My father is very abusive when he gives me money. I do not want him in life.

But since fosta sesta I haven’t made the money I used to.

And I’m disabled. From those years of over medication.

I have spent the last year off insurance. And I haven’t been going to the doctor. I stopped taking critical meds.

Blame Trump and my father.

But I NEED YOUR HELP.

IN 2020 I WANT TO CLEAN UP MY CREDIT, AND WHEREVER I AM WITH MY BUSINESS PLAN … I HAVE A GENIUS ONE…. QUALIFY AT LEAST FOR A LOAN OR HAVE AN INVESTOR.

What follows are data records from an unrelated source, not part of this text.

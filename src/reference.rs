//! # Reference Resolution
//!
//! Turns dotted references such as `tabs.Tab`, `tabs.onUpdated` or
//! `runtime.lastError.message` into links to the documentation page and
//! anchor that describes them.
//!
//! ## Algorithm
//!
//! A reference `a.b.c.d` is split at every possible point: `a` + `b.c.d`,
//! then `a.b` + `c.d`, and so on. Each prefix that names a known API is
//! loaded and the remainder is looked up in its tree, descending group by
//! group (types, functions, events, properties). When a lookup fails and the
//! remainder starts with one of the API's properties that refers to a type,
//! the property is swapped for that type and the lookup is retried once, so
//! `foo.bar.qux` finds `qux` on `Baz` when property `bar` is a `Baz`. The
//! swap applies to the anchor and the link text alike (`foo.Baz.qux`). A
//! reference that names an API outright links to the API's page.
//!
//! With a current namespace, the reference is first tried as written and
//! then relative to that namespace.
//!
//! Resolved links are kept in an [`ObjectStore`] under the reference and
//! namespace. [`ReferenceResolver::safe_get_link`] never fails: an
//! unresolvable reference is logged and still produces a link.

use std::sync::Arc;

use log::{debug, warn};
use regex::{Captures, Regex};
use serde::{Deserialize, Serialize};

use crate::api_models::{ApiModels, RECOVERABLE};
use crate::error::Result;
use crate::object_store::{bounded_key, ObjectStore};
use crate::schema::{Node, NodeGroups, NodeKind};

/// `$(ref:target)` with an optional whitespace-separated title.
const MARKER_PATTERN: &str = r"\$\(ref:([^\s)]+)(?:\s+([^)]*))?\)";

/// A resolved reference.
#[derive(Debug, Clone, PartialEq, Eq, Serialize, Deserialize)]
pub struct Link {
    /// Page and anchor, relative to the documentation root.
    pub href: String,
    /// Text to display.
    pub text: String,
    /// Name of the node the link points at.
    pub name: String,
}

/// Resolves dotted references against API models.
pub struct ReferenceResolver {
    models: Arc<ApiModels>,
    store: Arc<dyn ObjectStore>,
}

impl ReferenceResolver {
    pub fn new(models: Arc<ApiModels>, store: Arc<dyn ObjectStore>) -> Self {
        Self { models, store }
    }

    /// Resolve `reference`, optionally relative to `namespace`. A `title`
    /// replaces the link text.
    ///
    /// Returns `Ok(None)` when nothing matches. Errors other than a missing
    /// or invalid model propagate.
    pub fn get_link(&self, reference: &str, namespace: Option<&str>, title: Option<&str>) -> Result<Option<Link>> {
        let key = bounded_key(&format!("{}.{}", namespace.unwrap_or(""), reference));
        let cached = match self.store.get(&key)? {
            Some(json) => serde_json::from_str::<Link>(&json).ok(),
            None => None,
        };

        let link = match cached {
            Some(link) => Some(link),
            None => {
                let resolved = self.resolve(reference, namespace)?;
                if let Some(link) = &resolved {
                    self.store.set(&key, serde_json::to_string(link)?)?;
                }
                resolved
            }
        };

        Ok(link.map(|mut link| {
            if let Some(title) = title {
                link.text = title.to_string();
            }
            link
        }))
    }

    /// Like [`ReferenceResolver::get_link`], but always produces a link.
    ///
    /// An unresolvable reference (or a lookup failure) is logged and linked
    /// to an anchor built from its final segment, keeping the full reference
    /// as the link's name.
    pub fn safe_get_link(&self, reference: &str, namespace: Option<&str>, title: Option<&str>) -> Link {
        match self.get_link(reference, namespace, title) {
            Ok(Some(link)) => return link,
            Ok(None) => warn!(
                "Could not resolve $(ref:{}) in namespace {}",
                reference,
                namespace.unwrap_or("<none>")
            ),
            Err(error) => warn!("Failed to resolve $(ref:{}): {}", reference, error),
        }
        let last = reference.rsplit('.').next().unwrap_or(reference);
        Link {
            href: format!("#type-{}", last),
            text: title.unwrap_or(last).to_string(),
            name: reference.to_string(),
        }
    }

    /// Replace every `$(ref:target)` or `$(ref:target Some title)` marker in
    /// `text` with an anchor element. `relative_to` is prepended to each
    /// href. Unterminated markers are left untouched.
    pub fn resolve_all_links(&self, text: &str, relative_to: &str, namespace: Option<&str>) -> Result<String> {
        if !text.contains("$(ref:") {
            return Ok(text.to_string());
        }
        let marker = Regex::new(MARKER_PATTERN)?;
        Ok(marker
            .replace_all(text, |caps: &Captures| {
                let title = caps.get(2).map(|m| m.as_str().trim()).filter(|t| !t.is_empty());
                let link = self.safe_get_link(&caps[1], namespace, title);
                format!("<a href=\"{}{}\">{}</a>", relative_to, link.href, link.text)
            })
            .into_owned())
    }

    fn resolve(&self, reference: &str, namespace: Option<&str>) -> Result<Option<Link>> {
        if let Some(link) = self.resolve_absolute(reference, namespace)? {
            return Ok(Some(link));
        }
        match namespace {
            Some(namespace) => self.resolve_absolute(&format!("{}.{}", namespace, reference), Some(namespace)),
            None => Ok(None),
        }
    }

    fn resolve_absolute(&self, reference: &str, namespace: Option<&str>) -> Result<Option<Link>> {
        let features = self.models.features();
        let parts: Vec<&str> = reference.split('.').collect();

        for split in 1..parts.len() {
            let api_name = parts[..split].join(".");
            if !features.contains(&api_name) {
                continue;
            }
            let model = match self.models.get_model(&api_name).get() {
                Ok(model) => model,
                Err(error) if error.is_any_of(RECOVERABLE) => {
                    debug!("no model for {}: {}", api_name, error);
                    continue;
                }
                Err(error) => return Err(error),
            };

            let mut name = parts[split..].join(".");
            let mut full = reference.to_string();
            let mut found = classify(&name, &model.members);
            if found.is_none() {
                if let Some((aliased, classified)) = classify_through_property(&name, model.properties(), &model.members) {
                    // The type name replaces the property in both href and text.
                    full = format!("{}.{}", api_name, aliased);
                    name = aliased;
                    found = Some(classified);
                }
            }
            let Some((kind, node_name)) = found else {
                continue;
            };

            let text = namespace
                .and_then(|ns| full.strip_prefix(&format!("{}.", ns)))
                .unwrap_or(&full);
            return Ok(Some(Link {
                href: format!(
                    "{}#{}-{}",
                    model.documentation_page(),
                    kind.category(),
                    name.replace('.', "-")
                ),
                text: text.to_string(),
                name: node_name,
            }));
        }

        if features.contains(reference) {
            return Ok(Some(Link {
                href: reference.to_string(),
                text: reference.to_string(),
                name: reference.to_string(),
            }));
        }
        Ok(None)
    }
}

/// Find the node a dotted `name` refers to below `groups`, returning its kind
/// and simple name.
fn classify(name: &str, groups: &NodeGroups) -> Option<(NodeKind, String)> {
    let (head, rest) = match name.split_once('.') {
        Some((head, rest)) => (head, Some(rest)),
        None => (name, None),
    };
    for (kind, nodes) in groups.groups() {
        for node in nodes.iter().filter(|node| node.name == head) {
            match rest {
                None => return Some((kind, head.to_string())),
                Some(rest) => {
                    if let Some(found) = classify(rest, &node.members) {
                        return Some(found);
                    }
                }
            }
        }
    }
    None
}

/// Retry [`classify`] with a leading property segment replaced by the type
/// the property refers to. Returns the rewritten name with the result.
fn classify_through_property(
    name: &str,
    properties: &[Node],
    groups: &NodeGroups,
) -> Option<(String, (NodeKind, String))> {
    let (head, rest) = name.split_once('.').unwrap_or((name, ""));
    properties
        .iter()
        .filter(|property| property.name == head)
        .filter_map(|property| property.ref_type.as_deref())
        .find_map(|ref_type| {
            let aliased = if rest.is_empty() {
                ref_type.to_string()
            } else {
                format!("{}.{}", ref_type, rest)
            };
            classify(&aliased, groups).map(|found| (aliased, found))
        })
}


#[cfg(test)]
mod tests {
    use super::*;
    use crate::api_models::ApiFeatures;
    use crate::cache::CompiledCacheFactory;
    use crate::filesystem::MemoryFS;
    use crate::object_store::MemoryObjectStore;
    use crate::schema::JsonSchemaParser;

    const FOO: &str = r#"[{
        "namespace": "foo",
        "types": [
            {"id": "Baz", "type": "object", "properties": {"qux": {"type": "string"}}}
        ],
        "properties": {"bar": {"$ref": "Baz"}},
        "functions": [{"name": "doThing"}],
        "events": [{"name": "onThing"}]
    }]"#;

    const TABS: &str = r#"[{
        "namespace": "tabs",
        "documentation_options": {"documented_in": "tabs_overview"},
        "types": [{"id": "Tab", "type": "object"}]
    }]"#;

    fn resolver() -> (ReferenceResolver, Arc<MemoryObjectStore>) {
        let fs = Arc::new(MemoryFS::with_files([("api/foo.json", FOO), ("api/tabs.json", TABS)]).unwrap());
        let models = ApiModels::new(
            fs,
            &CompiledCacheFactory::new(),
            Arc::new(JsonSchemaParser),
            ApiFeatures::from_names(["foo", "tabs", "bookmarks"]),
            None,
        )
        .with_roots(vec!["api/".to_string()]);
        let store = Arc::new(MemoryObjectStore::new());
        (ReferenceResolver::new(Arc::new(models), store.clone()), store)
    }

    fn link(href: &str, text: &str, name: &str) -> Link {
        Link {
            href: href.to_string(),
            text: text.to_string(),
            name: name.to_string(),
        }
    }

    #[test]
    fn test_classifies_each_group() {
        let (resolver, _) = resolver();
        assert_eq!(
            resolver.get_link("foo.Baz", None, None).unwrap(),
            Some(link("foo#type-Baz", "foo.Baz", "Baz"))
        );
        assert_eq!(
            resolver.get_link("foo.doThing", None, None).unwrap(),
            Some(link("foo#method-doThing", "foo.doThing", "doThing"))
        );
        assert_eq!(
            resolver.get_link("foo.onThing", None, None).unwrap(),
            Some(link("foo#event-onThing", "foo.onThing", "onThing"))
        );
        assert_eq!(
            resolver.get_link("foo.bar", None, None).unwrap(),
            Some(link("foo#property-bar", "foo.bar", "bar"))
        );
    }

    #[test]
    fn test_nested_reference() {
        let (resolver, _) = resolver();
        assert_eq!(
            resolver.get_link("foo.Baz.qux", None, None).unwrap(),
            Some(link("foo#property-Baz-qux", "foo.Baz.qux", "qux"))
        );
    }

    #[test]
    fn test_property_aliases_its_type() {
        let (resolver, _) = resolver();
        assert_eq!(
            resolver.get_link("foo.bar.qux", None, None).unwrap(),
            Some(link("foo#property-Baz-qux", "foo.Baz.qux", "qux"))
        );
        assert_eq!(
            resolver.get_link("bar.qux", Some("foo"), None).unwrap(),
            Some(link("foo#property-Baz-qux", "Baz.qux", "qux"))
        );
    }

    #[test]
    fn test_documented_in_and_namespace_relative() {
        let (resolver, _) = resolver();
        assert_eq!(
            resolver.get_link("Tab", Some("tabs"), None).unwrap(),
            Some(link("tabs_overview#type-Tab", "Tab", "Tab"))
        );
        assert_eq!(
            resolver.get_link("tabs.Tab", Some("tabs"), None).unwrap(),
            Some(link("tabs_overview#type-Tab", "Tab", "Tab"))
        );
        assert_eq!(
            resolver.get_link("tabs.Tab", Some("foo"), None).unwrap(),
            Some(link("tabs_overview#type-Tab", "tabs.Tab", "Tab"))
        );
    }

    #[test]
    fn test_api_level_fallback() {
        let (resolver, _) = resolver();
        assert_eq!(
            resolver.get_link("tabs", None, None).unwrap(),
            Some(link("tabs", "tabs", "tabs"))
        );
        // Known feature without a description file still links to its page.
        assert_eq!(
            resolver.get_link("bookmarks", None, None).unwrap(),
            Some(link("bookmarks", "bookmarks", "bookmarks"))
        );
    }

    #[test]
    fn test_unresolvable_reference() {
        let (resolver, store) = resolver();
        assert_eq!(resolver.get_link("foo.nothing", None, None).unwrap(), None);
        assert_eq!(resolver.get_link("unknown.Thing", None, None).unwrap(), None);
        assert!(store.is_empty());
    }

    #[test]
    fn test_title_applies_per_lookup_and_shares_cache() {
        let (resolver, store) = resolver();
        let titled = resolver.get_link("foo.Baz", None, Some("the Baz")).unwrap().unwrap();
        assert_eq!(titled.text, "the Baz");
        let untitled = resolver.get_link("foo.Baz", None, None).unwrap().unwrap();
        assert_eq!(untitled.text, "foo.Baz");
        assert_eq!(store.len(), 1);
    }

    #[test]
    fn test_safe_get_link_is_total() {
        testing_logger::setup();
        let (resolver, _) = resolver();
        let link = resolver.safe_get_link("foo.missing.Thing", None, None);
        assert_eq!(link.name, "foo.missing.Thing");
        assert_eq!(link.text, "Thing");
        assert_eq!(link.href, "#type-Thing");
        testing_logger::validate(|logs| {
            assert!(logs
                .iter()
                .any(|log| log.level == log::Level::Warn && log.body.contains("foo.missing.Thing")));
        });

        let titled = resolver.safe_get_link("nope", None, Some("Nope"));
        assert_eq!(titled.text, "Nope");
        assert_eq!(titled.name, "nope");
    }

    #[test]
    fn test_resolve_all_links() {
        let (resolver, _) = resolver();
        let text = "See $(ref:foo.Baz) and $(ref:tabs.Tab the tab type).";
        assert_eq!(
            resolver.resolve_all_links(text, "../", None).unwrap(),
            "See <a href=\"../foo#type-Baz\">foo.Baz</a> and \
             <a href=\"../tabs_overview#type-Tab\">the tab type</a>."
        );
    }

    #[test]
    fn test_resolve_all_links_leaves_unterminated_markers() {
        let (resolver, _) = resolver();
        let text = "Broken $(ref:foo.Baz and no close";
        assert_eq!(resolver.resolve_all_links(text, "", None).unwrap(), text);
        assert_eq!(resolver.resolve_all_links("no markers", "", None).unwrap(), "no markers");
    }
}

AND GET HIM THE HELL OFF MY LEASE.

BUT HE REJECTED THIS PLAN. EVEN THO I WILL PAY RENT.

TODAY I PROMISED HIM 800.

BOTH CLIENTS DIDN’T SHOW

GUESS WHAT

I NOW LOOK LIKE A FAILURE AND I CANNOT DO THIS TO HIM.

IF I DON’T COME UP WITH 1950 IN 10 DAYS

I CAN … AND YOU CAN KISS ME GOODBYE.

DOES ANYONE CARE?

HOW ABOUT THE FACT THAT BECAUSE HE’S BEEN PAYING I QUALIFY FOR SHIT.

I’M REACHING OUT. I’M DROWNING.

I’M SO SCARED. BECAUSE I CANNOT EVEN MOVE IF I WANTED TO!

I’M NOT ABOUT TO IN MY HEALTH CONDITION.

TO MAKE IT CLEAR I’M JUST WEAK. IM ABLE TO SEE YOU.

I DON’T WANT HIM TO BE MY GAURUNTOR.

I HAVE A PLAN TO GET STEADY STREAM OF RELIABLE INCOME

BUT MY FATHER WILL NOT AGREE.

HE DOESN’T CARE ABOUT ME.

20 YEARS I’VE BEEN DEALING WITH THIS.

I WANT A CHANCE AT LIFE.

I’M 40. I HAVE ONE THING THAT KEEPS ME ALIVE…. MY HOME.